It has, for sure, been a challenge. I am only just getting to grips with it all - eating 'properly/sensibly/healthily', thinking better thoughts, exercising and writing a blog daily. A lot to fit into your days/weeks. But I now feel it's worth it - I am worth it (as the advert says).
Life happens regardless of what we eat. There have been highs and lows of emotions - but they happen regardless of dieting, writing, exercising. So I can't blame 'food' as a reason for mood swings.

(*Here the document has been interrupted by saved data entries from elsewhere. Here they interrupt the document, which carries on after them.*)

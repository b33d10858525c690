use actix_web::{HttpResponse, web};
use chrono::NaiveDate;
use serde::Deserialize;
use serde_json::json;
use sqlx::MySqlPool;
use tracing::warn;
use utoipa::ToSchema;

use crate::auth::auth::AuthUser;
use crate::auth::password::hash_password;
use crate::error::AppError;
use crate::model::employee::{Designation, Gender};
use crate::model::role::Role;
use crate::notify::{Mailer, spawn_send};
use crate::store;
use crate::store::employee::{EmployeeChanges, NewEmployee};
use crate::utils::directory_cache;

#[derive(Deserialize, ToSchema)]
pub struct CreateEmployee {
    #[schema(example = "John Doe")]
    pub name: String,
    #[schema(example = "john.doe@company.com", format = "email")]
    pub email: String,
    pub password: String,
    #[schema(example = "EMP-001")]
    pub employee_code: String,
    /// Defaults to Employee.
    pub role: Option<Role>,
    pub designation: Designation,
    #[schema(example = 22000.0)]
    pub salary: f64,
    #[schema(example = "1996-04-12", format = "date", value_type = String)]
    pub dob: NaiveDate,
    pub gender: Gender,
    pub profile_image: Option<String>,
}

/// Add a new employee account (admin). The account starts with one paid
/// leave and gets a welcome email.
#[utoipa::path(
    post,
    path = "/api/admin/employees",
    request_body = CreateEmployee,
    responses(
        (status = 201, description = "Employee added", body = Object, example = json!({
            "success": true,
            "message": "Employee added successfully.",
            "user": { "id": 7, "name": "John Doe", "email": "john.doe@company.com" }
        })),
        (status = 400, description = "Missing fields or duplicate email/code"),
        (status = 401, description = "Unauthorized"),
        (status = 403, description = "Admin only")
    ),
    security(("bearer_auth" = [])),
    tag = "Employee"
)]
pub async fn add_employee(
    auth: AuthUser,
    pool: web::Data<MySqlPool>,
    mailer: web::Data<Mailer>,
    payload: web::Json<CreateEmployee>,
) -> Result<HttpResponse, AppError> {
    auth.require_admin()?;
    let payload = payload.into_inner();

    if payload.name.trim().is_empty()
        || payload.email.trim().is_empty()
        || payload.password.is_empty()
        || payload.employee_code.trim().is_empty()
    {
        return Err(AppError::Validation("Please fill all required fields.".into()));
    }
    if payload.salary < 0.0 {
        return Err(AppError::Validation("Salary must not be negative.".into()));
    }

    let new = NewEmployee {
        name: payload.name.trim().to_string(),
        email: payload.email.trim().to_string(),
        password_hash: hash_password(&payload.password),
        employee_code: payload.employee_code.trim().to_string(),
        role: payload.role.unwrap_or(Role::Employee),
        designation: payload.designation,
        salary: payload.salary,
        dob: payload.dob,
        gender: payload.gender,
        profile_image: payload.profile_image,
    };

    let id = match store::employee::insert(pool.get_ref(), &new).await {
        Ok(id) => id,
        Err(e) => {
            if let sqlx::Error::Database(db_err) = &e {
                if db_err.code().as_deref() == Some("23000") {
                    return Err(AppError::Validation(
                        "User with this email or employee ID already exists.".into(),
                    ));
                }
            }
            return Err(e.into());
        }
    };

    directory_cache::invalidate().await;

    let (subject, html) = mailer.welcome_email(
        &new.name,
        &new.email,
        &new.employee_code,
        &new.designation.to_string(),
    );
    spawn_send(mailer.clone().into_inner(), new.email.clone(), subject, html);

    Ok(HttpResponse::Created().json(json!({
        "success": true,
        "message": "Employee added successfully.",
        "user": { "id": id, "name": new.name, "email": new.email },
    })))
}

#[utoipa::path(
    get,
    path = "/api/admin/employees",
    responses(
        (status = 200, description = "Every Employee-role account"),
        (status = 401, description = "Unauthorized"),
        (status = 403, description = "Admin only")
    ),
    security(("bearer_auth" = [])),
    tag = "Employee"
)]
pub async fn list_employees(
    auth: AuthUser,
    pool: web::Data<MySqlPool>,
) -> Result<HttpResponse, AppError> {
    auth.require_admin()?;
    let employees = store::employee::list(pool.get_ref()).await?;

    Ok(HttpResponse::Ok().json(json!({
        "success": true,
        "employees": employees,
    })))
}

#[utoipa::path(
    get,
    path = "/api/admin/employees/{employee_id}",
    params(("employee_id" = u64, Path, description = "Employee ID")),
    responses(
        (status = 200, description = "Employee found"),
        (status = 404, description = "Employee not found"),
        (status = 401, description = "Unauthorized"),
        (status = 403, description = "Admin only")
    ),
    security(("bearer_auth" = [])),
    tag = "Employee"
)]
pub async fn get_employee(
    auth: AuthUser,
    pool: web::Data<MySqlPool>,
    path: web::Path<u64>,
) -> Result<HttpResponse, AppError> {
    auth.require_admin()?;
    let employee = store::employee::find(pool.get_ref(), path.into_inner())
        .await?
        .ok_or(AppError::NotFound("Employee"))?;

    Ok(HttpResponse::Ok().json(json!({
        "success": true,
        "employee": employee,
    })))
}

#[derive(Deserialize, ToSchema)]
pub struct UpdateEmployee {
    pub name: Option<String>,
    pub email: Option<String>,
    pub employee_code: Option<String>,
    pub designation: Option<Designation>,
    pub salary: Option<f64>,
    #[schema(format = "date", value_type = Option<String>)]
    pub dob: Option<NaiveDate>,
    pub gender: Option<Gender>,
    pub profile_image: Option<String>,
}

/// Update an employee (admin). Admin accounts other than the caller's own
/// are off limits.
#[utoipa::path(
    put,
    path = "/api/admin/employees/{employee_id}",
    params(("employee_id" = u64, Path, description = "Employee ID")),
    request_body = UpdateEmployee,
    responses(
        (status = 200, description = "Employee updated"),
        (status = 400, description = "Target is another admin, or duplicate email/code"),
        (status = 404, description = "Employee not found"),
        (status = 401, description = "Unauthorized"),
        (status = 403, description = "Admin only")
    ),
    security(("bearer_auth" = [])),
    tag = "Employee"
)]
pub async fn update_employee(
    auth: AuthUser,
    pool: web::Data<MySqlPool>,
    mailer: web::Data<Mailer>,
    path: web::Path<u64>,
    payload: web::Json<UpdateEmployee>,
) -> Result<HttpResponse, AppError> {
    auth.require_admin()?;
    let employee_id = path.into_inner();
    let payload = payload.into_inner();

    let target = store::employee::find(pool.get_ref(), employee_id)
        .await?
        .ok_or(AppError::NotFound("Employee"))?;

    if target.role.is_admin() && auth.user_id != employee_id {
        return Err(AppError::Validation(
            "Cannot modify other admin accounts.".into(),
        ));
    }

    if let Some(salary) = payload.salary {
        if salary < 0.0 {
            return Err(AppError::Validation("Salary must not be negative.".into()));
        }
    }

    let changes = EmployeeChanges {
        name: payload.name,
        email: payload.email,
        employee_code: payload.employee_code,
        designation: payload.designation,
        salary: payload.salary,
        dob: payload.dob,
        gender: payload.gender,
        profile_image: payload.profile_image,
    };

    if let Err(e) = store::employee::update(pool.get_ref(), employee_id, &changes).await {
        if let sqlx::Error::Database(db_err) = &e {
            if db_err.code().as_deref() == Some("23000") {
                return Err(AppError::Validation(
                    "Email or Employee ID already exists.".into(),
                ));
            }
        }
        return Err(e.into());
    }

    match store::employee::contact(pool.get_ref(), employee_id).await {
        Ok(Some((name, email))) => {
            let (subject, html) = mailer.profile_update_email(&name);
            spawn_send(mailer.clone().into_inner(), email, subject, html);
        }
        Ok(None) => {}
        Err(e) => warn!(error = %e, "Could not load contact for update notification"),
    }

    Ok(HttpResponse::Ok().json(json!({
        "success": true,
        "message": "Employee updated successfully.",
    })))
}

/// Delete an employee (admin). Attendance rows, leave requests and project
/// memberships go with the account through the FK cascade.
#[utoipa::path(
    delete,
    path = "/api/admin/employees/{employee_id}",
    params(("employee_id" = u64, Path, description = "Employee ID")),
    responses(
        (status = 200, description = "Employee and related data deleted"),
        (status = 400, description = "Target is an admin account"),
        (status = 404, description = "Employee not found"),
        (status = 401, description = "Unauthorized"),
        (status = 403, description = "Admin only")
    ),
    security(("bearer_auth" = [])),
    tag = "Employee"
)]
pub async fn delete_employee(
    auth: AuthUser,
    pool: web::Data<MySqlPool>,
    path: web::Path<u64>,
) -> Result<HttpResponse, AppError> {
    auth.require_admin()?;
    let employee_id = path.into_inner();

    let target = store::employee::find(pool.get_ref(), employee_id)
        .await?
        .ok_or(AppError::NotFound("Employee"))?;

    if target.role.is_admin() {
        return Err(AppError::Validation("Cannot delete admin account.".into()));
    }

    store::employee::delete(pool.get_ref(), employee_id).await?;
    directory_cache::invalidate().await;

    Ok(HttpResponse::Ok().json(json!({
        "success": true,
        "message": "Employee and all related data deleted successfully.",
    })))
}

/// Monthly paid-leave grant: +1 for every employee, uncapped carryover.
/// Invoked by an admin (or an external scheduler hitting this endpoint).
#[utoipa::path(
    post,
    path = "/api/admin/paid-leaves/reset",
    responses(
        (status = 200, description = "Balances credited", body = Object, example = json!({
            "success": true,
            "message": "Paid leaves reset successfully. 12 employees received 1 paid leave."
        })),
        (status = 401, description = "Unauthorized"),
        (status = 403, description = "Admin only")
    ),
    security(("bearer_auth" = [])),
    tag = "Employee"
)]
pub async fn reset_paid_leaves(
    auth: AuthUser,
    pool: web::Data<MySqlPool>,
) -> Result<HttpResponse, AppError> {
    auth.require_admin()?;
    let credited = store::employee::grant_monthly_paid_leave(pool.get_ref()).await?;

    Ok(HttpResponse::Ok().json(json!({
        "success": true,
        "message": format!(
            "Paid leaves reset successfully. {credited} employees received 1 paid leave."
        ),
    })))
}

Unsure beginnings of this challenge to diet reminds me of learning to swim, riding a bike, learning to knit, craft and crochet. I have heard myself say 'I can't do it' so many times during my 60 years that I really must erradicate this statement from my brain. I know where it comes from. Besides failing my 11+ exam, when I was at senior school in the third year, my commerce teacher told me I wouldn't get a CSE certificate - I wasn't good enough. I didn't like the subject or the teacher but hearing that from him I set out to prove him wrong. I revised hard and passed with a grade 4. Not brilliant but a 'pass' nevertheless. I have been proving to myself ever since that 'I can do it' and 'I am good enough' but shifting that unhelpful lump of fat/lie from my brain has taken until this diet to remove.
I hereby vow to myself to 'bin' those unhelpful and annoying phrases like I binned the 'bad' foods at the start of this challenge.
I now feel in control of what and when I eat whereas pre-challenge eating just happened when and how it did. I feel lighter in my head more so then in my body - which is weird because there is actually more to think about. Writing this daily blog has been 'therapy on the go' and regardless of whether it benefits others, it is being very helpful to me. Getting stuff out of my head onto paper or the computer, frees up space for other thoughts.
I have more energy too - I want to exercise - walk into town, do the garden, do sit ups. A weird transformation of mind has happened but there is still a nagging negative voice saying 'ahhh but will you keep it up?' It's a daft question really because did I keep up riding a bike, crocheting, dressmaking? No, but I CAN DO IT if I choose to. Every day is a choice of a hundred things - what to wear, eat, do with the time etc. Somethings we do automatically without thought. I would like healthy lifestyle choices to become automatic but I guess that may take longer than 60 days, now that 30 have already gone.
I no longer experience hunger as I did at the beginning which is good. At least when I get the first pang I know what to eat - usually a breakfast bar, two rice cakes with spread on, a piece of fruit or munch on a carrot or pick at sugar snap peas. Long gone are the days when I would have a Kit-Kat, Bounty bar or Flake in the office drawer which was a daily habit for elevenses.
Having picked and frozen the blackberries they are, as yet, untouched. I plan to do a SW breakfast with them - yoghurt, oats and berries in the fridge overnight, to hand to eat in the morning, but can't get to grips in my head to eat oats cold. I like porrige oats hot! But I will try to overcome this hurdle of brain power one day soon!
So to score myself out of 10, I think I am a 6 or 7. I had a booster last night as I cooked SW Diet Cola chicken for the family. The ALL enjoyed it and complimented me. I will definately be making it again. Now I must get on with the next 30 days of the challenge and enjoy it.